Lakeshore Mall is a regional, enclosed shopping mall located in Sebring, Florida, United States. It opened in 1992. Lakeshore Mall comprises 495972 sqft of retail space, including four anchor stores: Bealls, Belk, Rural King, and Your Storage Units. JCPenney was also an anchor store until they closed in 2020. The mall also features more than sixty-five store locations, as well as a food court and AMC movie theater.

==History==
In late 2007, the mall took the unusual step of requiring all high-school aged and younger youths to leave the property by 9pm.

The drawing power of the Mall has attracted the attention of other retail builders. Plaza By The Mall has been built on an adjoining property attempting to cash in on some of the recognition.

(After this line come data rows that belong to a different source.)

//! Instance configuration.

use serde::{Deserialize, Serialize};
use std::time::Duration;

use crate::retry::RetryPolicy;

/// Static configuration for one orchestrator instance, read once at start.
#[derive(Debug, Clone, PartialEq, Serialize, Deserialize)]
pub struct SyncSettings {
    /// Timeout for a single fetch call, in seconds.
    pub fetch_timeout_secs: u64,
    /// Timeout for a single destination sync call, in seconds.
    pub sync_timeout_secs: u64,
    /// How long to wait in `Draining` before polling again, in seconds.
    pub poll_interval_secs: u64,
    /// Records requested per page.
    pub batch_size: u32,
    /// Fixed cooldown applied on a rate-limit condition, in seconds.
    pub rate_limit_cooldown_secs: u64,
    /// Bound on consecutive rate-limit waits for one step.
    ///
    /// `None` waits indefinitely, matching the uncounted cooldown-and-retry
    /// behavior. `Some(n)` turns the `n+1`-th consecutive cooldown into a
    /// terminal failure.
    #[serde(skip_serializing_if = "Option::is_none")]
    pub max_rate_limit_waits: Option<u32>,
    /// Retry policy for counted failures.
    pub retry: RetryPolicy,
}

impl Default for SyncSettings {
    fn default() -> Self {
        Self {
            fetch_timeout_secs: 30,
            sync_timeout_secs: 60,
            poll_interval_secs: 60,
            batch_size: 100,
            rate_limit_cooldown_secs: 60,
            max_rate_limit_waits: None,
            retry: RetryPolicy::default(),
        }
    }
}

impl SyncSettings {
    /// Get the fetch timeout as a `Duration`.
    #[must_use]
    pub fn fetch_timeout(&self) -> Duration {
        Duration::from_secs(self.fetch_timeout_secs)
    }

    /// Get the sync timeout as a `Duration`.
    #[must_use]
    pub fn sync_timeout(&self) -> Duration {
        Duration::from_secs(self.sync_timeout_secs)
    }

    /// Get the poll interval as a `Duration`.
    #[must_use]
    pub fn poll_interval(&self) -> Duration {
        Duration::from_secs(self.poll_interval_secs)
    }

    /// Get the rate-limit cooldown as a `Duration`.
    #[must_use]
    pub fn rate_limit_cooldown(&self) -> Duration {
        Duration::from_secs(self.rate_limit_cooldown_secs)
    }

    /// Check that the configuration is usable.
    pub fn validate(&self) -> Result<(), String> {
        if self.poll_interval_secs < 1 {
            return Err("Poll interval must be at least 1 second".to_string());
        }
        if self.batch_size < 1 || self.batch_size > 10_000 {
            return Err("Batch size must be between 1 and 10000".to_string());
        }
        if self.retry.max_attempts < 1 {
            return Err("Retry policy must allow at least 1 attempt".to_string());
        }
        if self.retry.backoff_coefficient < 1.0 {
            return Err("Backoff coefficient must be at least 1.0".to_string());
        }
        Ok(())
    }
}
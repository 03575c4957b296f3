//! The sync orchestrator state machine.
//!
//! One orchestrator runs per sync target as a single logically sequential
//! loop: fetch a page, push it to the destination, checkpoint the cursor,
//! and on exhaustion sleep until the next poll. The persisted cursor is the
//! only durable state; after a crash a new instance reconstructs itself
//! entirely from the cursor store.
//!
//! Ordering invariant: the cursor for a page is written only after the
//! destination sync for that page has returned success. A crash between
//! sync and checkpoint re-fetches and re-syncs one page (safe, the sink is
//! idempotent); the reverse order could checkpoint records that never
//! landed, which would silently lose data.

use std::future::Future;
use std::sync::Arc;
use std::time::Duration;

use tokio::sync::watch;
use tracing::{debug, error, info, instrument, warn};

use recsync_core::config::SyncSettings;
use recsync_core::error::{SyncError, SyncResult};
use recsync_core::record::{Cursor, Page, Record};
use recsync_core::retry::Disposition;
use recsync_core::target::SyncTarget;
use recsync_core::traits::{CursorStore, DestinationSink, SourceFetcher};

use crate::signal::{OverrideMailbox, StopSignal};
use crate::status::InstanceState;

/// Outcome of one orchestrated step after local retry handling.
enum StepOutcome<T> {
    /// The step succeeded.
    Done(T),
    /// Cancellation was requested while waiting; no further calls are made.
    Stopped,
    /// The step failed terminally (non-retryable or attempts exhausted).
    Failed(SyncError),
}

/// The per-target sync state machine.
pub struct Orchestrator {
    target: SyncTarget,
    settings: SyncSettings,
    fetcher: Arc<dyn SourceFetcher>,
    sink: Arc<dyn DestinationSink>,
    store: Arc<dyn CursorStore>,
    mailbox: OverrideMailbox,
    stop: StopSignal,
    status: watch::Sender<InstanceState>,
    initial_cursor: Option<Cursor>,
}

impl Orchestrator {
    /// Create an orchestrator for one target.
    pub fn new(
        target: SyncTarget,
        settings: SyncSettings,
        fetcher: Arc<dyn SourceFetcher>,
        sink: Arc<dyn DestinationSink>,
        store: Arc<dyn CursorStore>,
    ) -> Self {
        let (status, _) = watch::channel(InstanceState::Initializing);
        Self {
            target,
            settings,
            fetcher,
            sink,
            store,
            mailbox: OverrideMailbox::new(),
            stop: StopSignal::new(),
            status,
            initial_cursor: None,
        }
    }

    /// Start from an explicit cursor instead of the stored one.
    #[must_use]
    pub fn with_initial_cursor(mut self, cursor: Cursor) -> Self {
        self.initial_cursor = Some(cursor);
        self
    }

    /// Handle for posting cursor overrides to this instance.
    #[must_use]
    pub fn mailbox(&self) -> OverrideMailbox {
        self.mailbox.clone()
    }

    /// Handle for requesting cancellation.
    ///
    /// Cancellation takes effect at the next suspension point; an in-flight
    /// destination sync is never interrupted.
    #[must_use]
    pub fn stop_signal(&self) -> StopSignal {
        self.stop.clone()
    }

    /// Subscribe to lifecycle state changes.
    #[must_use]
    pub fn state(&self) -> watch::Receiver<InstanceState> {
        self.status.subscribe()
    }

    /// Run the sync loop until cancellation or a terminal failure.
    ///
    /// Returns `Ok(())` on graceful stop; the terminal error otherwise.
    #[instrument(skip(self), fields(key = %self.target.instance_key()))]
    pub async fn run(mut self) -> Result<(), SyncError> {
        self.set_state(InstanceState::Initializing);

        let mut current: Option<Cursor> = match self.initial_cursor.take() {
            Some(cursor) => Some(cursor),
            None => match self.read_cursor_step().await {
                StepOutcome::Done(cursor) => cursor,
                StepOutcome::Stopped => return self.finish_stopped(),
                StepOutcome::Failed(err) => return self.finish_failed(err),
            },
        };
        info!(
            sync_target = %self.target,
            cursor = current.as_ref().map(Cursor::as_str),
            "sync instance starting"
        );

        loop {
            // Overrides are consumed only here and at drain entry/wake,
            // never mid-sync.
            if let Some(cursor) = self.mailbox.take() {
                info!(sync_target = %self.target, cursor = %cursor, "adopting cursor override");
                current = Some(cursor);
            }
            if self.stop.is_stopped() {
                return self.finish_stopped();
            }

            self.set_state(InstanceState::Paginating);
            let page = match self.fetch_step(current.as_ref()).await {
                StepOutcome::Done(page) => page,
                StepOutcome::Stopped => return self.finish_stopped(),
                StepOutcome::Failed(err) => return self.finish_failed(err),
            };

            if page.is_empty() && page.next_cursor.is_none() {
                debug!(sync_target = %self.target, "no records available, draining");
            } else {
                if !page.records.is_empty() {
                    self.set_state(InstanceState::Syncing);
                    match self.sync_step(&page.records).await {
                        StepOutcome::Done(()) => {}
                        StepOutcome::Stopped => return self.finish_stopped(),
                        StepOutcome::Failed(err) => return self.finish_failed(err),
                    }
                }

                match page.next_cursor {
                    Some(next) => {
                        self.set_state(InstanceState::Checkpointing);
                        match self.checkpoint_step(&next).await {
                            StepOutcome::Done(()) => {}
                            StepOutcome::Stopped => return self.finish_stopped(),
                            StepOutcome::Failed(err) => return self.finish_failed(err),
                        }
                        current = Some(next);
                        if page.has_more {
                            continue;
                        }
                    }
                    None => {
                        // Fetcher contract violation. The batch was synced
                        // but not checkpointed, so it is simply re-fetched
                        // and re-synced next cycle.
                        warn!(
                            sync_target = %self.target,
                            records = page.records.len(),
                            "fetcher returned records without a cursor, skipping checkpoint"
                        );
                    }
                }
            }

            self.set_state(InstanceState::Draining);
            if let Some(cursor) = self.mailbox.take() {
                info!(sync_target = %self.target, cursor = %cursor, "adopting cursor override");
                current = Some(cursor);
                continue;
            }
            if self.pause(self.settings.poll_interval(), true).await {
                return self.finish_stopped();
            }
            match self.mailbox.take() {
                Some(cursor) => {
                    info!(sync_target = %self.target, cursor = %cursor, "adopting cursor override");
                    current = Some(cursor);
                }
                None => {
                    // Pick up out-of-band cursor changes before the next cycle.
                    current = match self.read_cursor_step().await {
                        StepOutcome::Done(cursor) => cursor,
                        StepOutcome::Stopped => return self.finish_stopped(),
                        StepOutcome::Failed(err) => return self.finish_failed(err),
                    };
                }
            }
        }
    }

    fn set_state(&self, state: InstanceState) {
        debug!(sync_target = %self.target, state = %state, "state transition");
        self.status.send_replace(state);
    }

    fn finish_stopped(&self) -> Result<(), SyncError> {
        info!(sync_target = %self.target, "sync instance stopped");
        self.set_state(InstanceState::Stopped);
        Ok(())
    }

    fn finish_failed(&self, err: SyncError) -> Result<(), SyncError> {
        error!(
            sync_target = %self.target,
            kind = %err.kind(),
            error = %err,
            "sync instance failed"
        );
        self.set_state(InstanceState::failed(&err));
        Err(err)
    }

    async fn fetch_step(&self, cursor: Option<&Cursor>) -> StepOutcome<Page> {
        let fetcher = Arc::clone(&self.fetcher);
        let target = self.target;
        let limit = self.settings.batch_size;
        let cursor = cursor.cloned();
        self.run_step("fetch", Some(self.settings.fetch_timeout()), move || {
            let fetcher = Arc::clone(&fetcher);
            let cursor = cursor.clone();
            async move { fetcher.fetch(&target, cursor.as_ref(), limit).await }
        })
        .await
    }

    async fn sync_step(&self, records: &[Record]) -> StepOutcome<()> {
        let sink = Arc::clone(&self.sink);
        let target = self.target;
        let records: Arc<[Record]> = records.into();
        self.run_step("sync", Some(self.settings.sync_timeout()), move || {
            let sink = Arc::clone(&sink);
            let records = Arc::clone(&records);
            async move { sink.sync(&target, &records).await }
        })
        .await
    }

    async fn checkpoint_step(&self, cursor: &Cursor) -> StepOutcome<()> {
        let store = Arc::clone(&self.store);
        let target = self.target;
        let cursor = cursor.clone();
        self.run_step("checkpoint", None, move || {
            let store = Arc::clone(&store);
            let cursor = cursor.clone();
            async move { store.set(&target, &cursor).await }
        })
        .await
    }

    async fn read_cursor_step(&self) -> StepOutcome<Option<Cursor>> {
        let store = Arc::clone(&self.store);
        let target = self.target;
        self.run_step("read cursor", None, move || {
            let store = Arc::clone(&store);
            async move { store.get(&target).await }
        })
        .await
    }

    /// Execute one step with local recovery.
    ///
    /// Rate limits wait the fixed cooldown and retry the same call without
    /// consuming an attempt. Retryable failures back off per the policy with
    /// a per-step attempt counter. Non-retryable failures and exhausted
    /// attempts are terminal.
    async fn run_step<T, F, Fut>(
        &self,
        step: &'static str,
        timeout: Option<Duration>,
        mut op: F,
    ) -> StepOutcome<T>
    where
        F: FnMut() -> Fut,
        Fut: Future<Output = SyncResult<T>>,
    {
        let mut attempts: u32 = 0;
        let mut cooldowns: u32 = 0;
        loop {
            if self.stop.is_stopped() {
                return StepOutcome::Stopped;
            }

            let result = match timeout {
                Some(limit) => match tokio::time::timeout(limit, op()).await {
                    Ok(result) => result,
                    Err(_) => Err(SyncError::network(format!(
                        "{step} call exceeded {}s timeout",
                        limit.as_secs()
                    ))),
                },
                None => op().await,
            };

            let err = match result {
                Ok(value) => return StepOutcome::Done(value),
                Err(err) => err,
            };

            match self.settings.retry.classify(err.kind()) {
                Disposition::RateLimit => {
                    cooldowns += 1;
                    if let Some(max) = self.settings.max_rate_limit_waits {
                        if cooldowns > max {
                            warn!(
                                sync_target = %self.target,
                                step,
                                cooldowns,
                                "rate-limit wait budget exhausted"
                            );
                            return StepOutcome::Failed(err);
                        }
                    }
                    let cooldown = self.settings.rate_limit_cooldown();
                    warn!(
                        sync_target = %self.target,
                        step,
                        cooldown_secs = cooldown.as_secs(),
                        "rate limited, cooling down"
                    );
                    if self.pause(cooldown, false).await {
                        return StepOutcome::Stopped;
                    }
                }
                Disposition::NonRetryable => return StepOutcome::Failed(err),
                Disposition::Retryable => {
                    cooldowns = 0;
                    attempts += 1;
                    if !self.settings.retry.should_retry(attempts) {
                        warn!(
                            sync_target = %self.target,
                            step,
                            attempts,
                            error = %err,
                            "attempts exhausted"
                        );
                        return StepOutcome::Failed(err);
                    }
                    let delay = self.settings.retry.backoff_delay(attempts - 1);
                    warn!(
                        sync_target = %self.target,
                        step,
                        attempt = attempts,
                        delay_ms = delay.as_millis() as u64,
                        error = %err,
                        "retrying after failure"
                    );
                    if self.pause(delay, false).await {
                        return StepOutcome::Stopped;
                    }
                }
            }
        }
    }

    /// Sleep, returning early on cancellation or (optionally) an override
    /// post. Returns true when cancellation was requested.
    ///
    /// A stale notify permit from an override that was already consumed at
    /// a previous checkpoint is absorbed by re-checking the slot; only a
    /// pending override cuts the sleep short.
    async fn pause(&self, duration: Duration, wake_on_override: bool) -> bool {
        let mailbox = self.mailbox.clone();
        let stop = self.stop.clone();
        let deadline = tokio::time::Instant::now() + duration;
        loop {
            tokio::select! {
                () = tokio::time::sleep_until(deadline) => break,
                () = mailbox.notified(), if wake_on_override => {
                    if mailbox.is_pending() {
                        break;
                    }
                }
                () = stop.stopped() => break,
            }
        }
        self.stop.is_stopped()
    }
}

In May 2014, CBL & Associates Properties sold the mall to BVB Properties.

On November 2, 2017, Sears Holdings announced that Kmart would be closing as part of a plan to close 63 Sears and Kmarts nationwide. Kmart closed on January 28, 2018.

On August 6, 2019 Sears announced that its store would be closing this location as part of a plan to close 26 stores nationwide. The store closed in October 2019.

On June 4, 2020, JCPenney announced that this location would close as part of a plan to close 154 stores nationwide, leaving Belk and Bealls as the only anchor stores in the mall. There is also a Planet Fitness and a smoothie vendor.

During the COVID-19 pandemic, the former JCPenney location became a site for Coronavirus vaccine distribution. Florida Governor Ron DeSantis visited the site in March 2021 but the site has since closed.

In the 2020s, Your Storage Units, a storage company, opened a location inside the former Kmart anchor space. Utilizing all of the space.

In 2025, it was announced that Rural King would open a store inside the former Sears anchor space. Rural King began construction on the space in 2025, renovating the existing building. Rural King held a soft opening to the public on April 9, 2026. A grand opening ceremony was held a few days later on April 17, 2026.